После двух катастроф подряд, под Керчью и Харьковом, наши газеты отмалчивались, будто ничего страшного не случилось, а центральная печать отделывалась от читателей стереотипными фразами. «Наши силы растут и крепнут. Недалек тот час, когда враг вполне испытает силу наших ударов…» 21 июня, когда на юге страны крепчал железный кулак вермахта, «Красная Звезда» порадовала военных людей известием, что немецкая армия наступать уже не способна: «Перед немцами теперь стоит вопрос не о завоевании СССР, а о том, чтобы как-нибудь продержаться». Через два дня Совинформбюро добавило в утешение, что почва для разгрома Германии подготовлена, ее военная машина развалена Гитлер уже потерял десять миллионов своих солдат, а потери Красной Армии составляют лишь четыре с половиной миллиона.
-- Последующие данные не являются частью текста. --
//! Per-frame render data handed to the host
//!
//! Borrowed for the duration of the callback only.

use glam::Vec2;

use super::grid::Cell;

#[derive(Debug, Clone, Copy)]
pub struct RenderFrame<'a> {
    /// Body before the most recent tick
    pub previous: &'a [Cell],
    /// Body now
    pub current: &'a [Cell],
    /// Progress from `previous` to `current`, in [0, 1]
    pub interpolation: f32,
    pub item: Option<Cell>,
}

impl RenderFrame<'_> {
    /// Interpolated position of segment `index` in cell units.
    ///
    /// A segment that did not exist last tick (growth) starts from the old tail.
    pub fn segment_position(&self, index: usize) -> Option<Vec2> {
        let to = self.current.get(index)?.as_vec2();
        let from = self
            .previous
            .get(index)
            .or(self.previous.last())
            .map_or(to, |c| c.as_vec2());
        Some(from.lerp(to, self.interpolation))
    }

    /// All segment positions, head first
    pub fn segment_positions(&self) -> impl Iterator<Item = Vec2> + '_ {
        (0..self.current.len()).filter_map(|i| self.segment_position(i))
    }
}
Разве можно было поверить в подобное?..
Наконец, дяде Пете или нашей тете Мане трудно было понять, что таится в скупой информации, заключенной в мало что говорящих фразах: «На Севастопольском фронте напряженность боев усилилась ввиду того, что немцы ввели в бой новые части… На Харьковском управлении советско-германского фронта — бои с наступающим противником…» И уж совсем невдомек было читателю догадаться — какой смысл в кратком сообщении Совинформбюро от 25 июня: «Генерал Эйзенхауэр, командующий американскими войсками на европейском театре войны, прибыл в Англию».